PTEN knockdown attenuates epithelial mesenchymal transition (EMT) and morphological changes in vitro. (A) Schematic representation of the experimental procedure. BEAS-2B cells were transfected with PTEN siRNA (Si-PTEN), followed by HCl stimulation and mechanical stretch using the Flexcell FX500T cell strain loading system. (B) Western blot analysis of PTEN protein expression in BEAS-2B cells transfected with Si-PTEN. GAPDH served as a loading control. (C) Quantification of PTEN expression levels normalized to GAPDH. Data are presented as mean ± SEM. n = 4 /group. (D) Relative mRNA expression of PTEN in BEAS-2B cells transfected with Si-PTEN. Data are presented as mean ± SEM. n = 4 /group. (E) Representative phase-contrast images showing cell morphology in wild-type (WT) and Si-PTEN transfected cells under HCl + Stretch condition. (F) Western blot analysis of E-cadherin, Vimentin, and α-SMA protein expression in WT and Si-PTEN transfected cells under HCl + Stretch condition. (G-I) Quantification of E-cadherin, Vimentin, α-SMA expression levels normalized to GAPDH. Data are presented as mean ± SEM. n = 4 /group. (J) Immunofluorescence staining for E-cadherin (green), Vimentin (red), and α-SMA (red) in WT and Si-PTEN transfected cells under HCl + Stretch condition.
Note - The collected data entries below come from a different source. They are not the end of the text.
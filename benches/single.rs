use criterion::{criterion_group, criterion_main, BenchmarkId, Criterion};

const RAW_SMALL_SCHEMA: &str = r#"
{
	"namespace": "test",
	"type": "record",
	"name": "Test",
	"fields": [
		{
			"type": {
				"type": "string"
			},
			"name": "field"
		}
	]
}
"#;

#[derive(serde_derive::Serialize, serde_derive::Deserialize)]
#[allow(unused)]
struct SmallStruct<'a> {
	field: &'a str,
}

const RAW_BIG_SCHEMA: &str = r#"
{
	"namespace": "my.example",
	"type": "record",
	"name": "userInfo",
	"fields": [
		{
			"default": "NONE",
			"type": "string",
			"name": "username"
		},
		{
			"default": -1,
			"type": "int",
			"name": "age"
		},
		{
			"default": "NONE",
			"type": "string",
			"name": "phone"
		},
		{
			"default": "NONE",
			"type": "string",
			"name": "housenum"
		},
		{
			"default": {},
			"type": {
				"fields": [
					{
						"default": "NONE",
						"type": "string",
						"name": "street"
					},
					{
						"default": "NONE",
						"type": "string",
						"name": "city"
					},
					{
						"default": "NONE",
						"type": "string",
						"name": "state_prov"
					},
					{
						"default": "NONE",
						"type": "string",
						"name": "country"
					},
					{
						"default": "NONE",
						"type": "string",
						"name": "zip"
					}
				],
				"type": "record",
				"name": "mailing_address"
			},
			"name": "address"
		}
	]
}
"#;

#[derive(serde_derive::Serialize, serde_derive::Deserialize)]
#[allow(unused)]
struct BigStruct<'a> {
	username: &'a str,
	age: u32,
	phone: &'a str,
	housenum: &'a str,
	address: Address<'a>,
}

#[derive(serde_derive::Serialize, serde_derive::Deserialize)]
#[allow(unused)]
struct Address<'a> {
	street: &'a str,
	city: &'a str,
	state_prov: &'a str,
	country: &'a str,
	zip: &'a str,
}

fn bench_small_schema_read_record(c: &mut Criterion) {
	let schema: avro_codec::Schema = RAW_SMALL_SCHEMA.parse().unwrap();
	let value = SmallStruct { field: "foo" };
	let datum =
		avro_codec::to_datum_vec(&value, &mut avro_codec::ser::SerializerConfig::new(&schema))
			.unwrap();
	c.bench_with_input(
		BenchmarkId::new("avro_codec", "small"),
		&datum.as_slice(),
		|b, &datum| {
			b.iter(|| avro_codec::from_datum_slice::<SmallStruct>(datum, &schema).unwrap())
		},
	);
}

fn bench_big_schema_read_record(c: &mut Criterion) {
	let schema: avro_codec::Schema = RAW_BIG_SCHEMA.parse().unwrap();
	let value = BigStruct {
		username: "username",
		age: 10,
		phone: "000000000",
		housenum: "0000",
		address: Address {
			street: "street",
			city: "city",
			state_prov: "state_prov",
			country: "country",
			zip: "zip",
		},
	};
	let datum =
		avro_codec::to_datum_vec(&value, &mut avro_codec::ser::SerializerConfig::new(&schema))
			.unwrap();
	c.bench_with_input(
		BenchmarkId::new("avro_codec", "big"),
		&datum.as_slice(),
		|b, &datum| b.iter(|| avro_codec::from_datum_slice::<BigStruct>(datum, &schema).unwrap()),
	);
}

criterion_group!(
	benches,
	bench_small_schema_read_record,
	bench_big_schema_read_record
);
criterion_main!(benches);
Nuclei were counterstained with DAPI (blue). (K) Sequence alignment of human and mouse PTEN showing 99.75% sequence homology (NCBI alignment score: 854; E-value ≈ 0). The table below the alignment score indicates the percentage identity, and the distribution graph shows the alignment scores of the top 1 Blast Hits on 1 subject sequence. Comparisons between two groups were performed using independent sample t tests. **: P < 0.01, ***: P < 0.001, ****: P < 0.0001.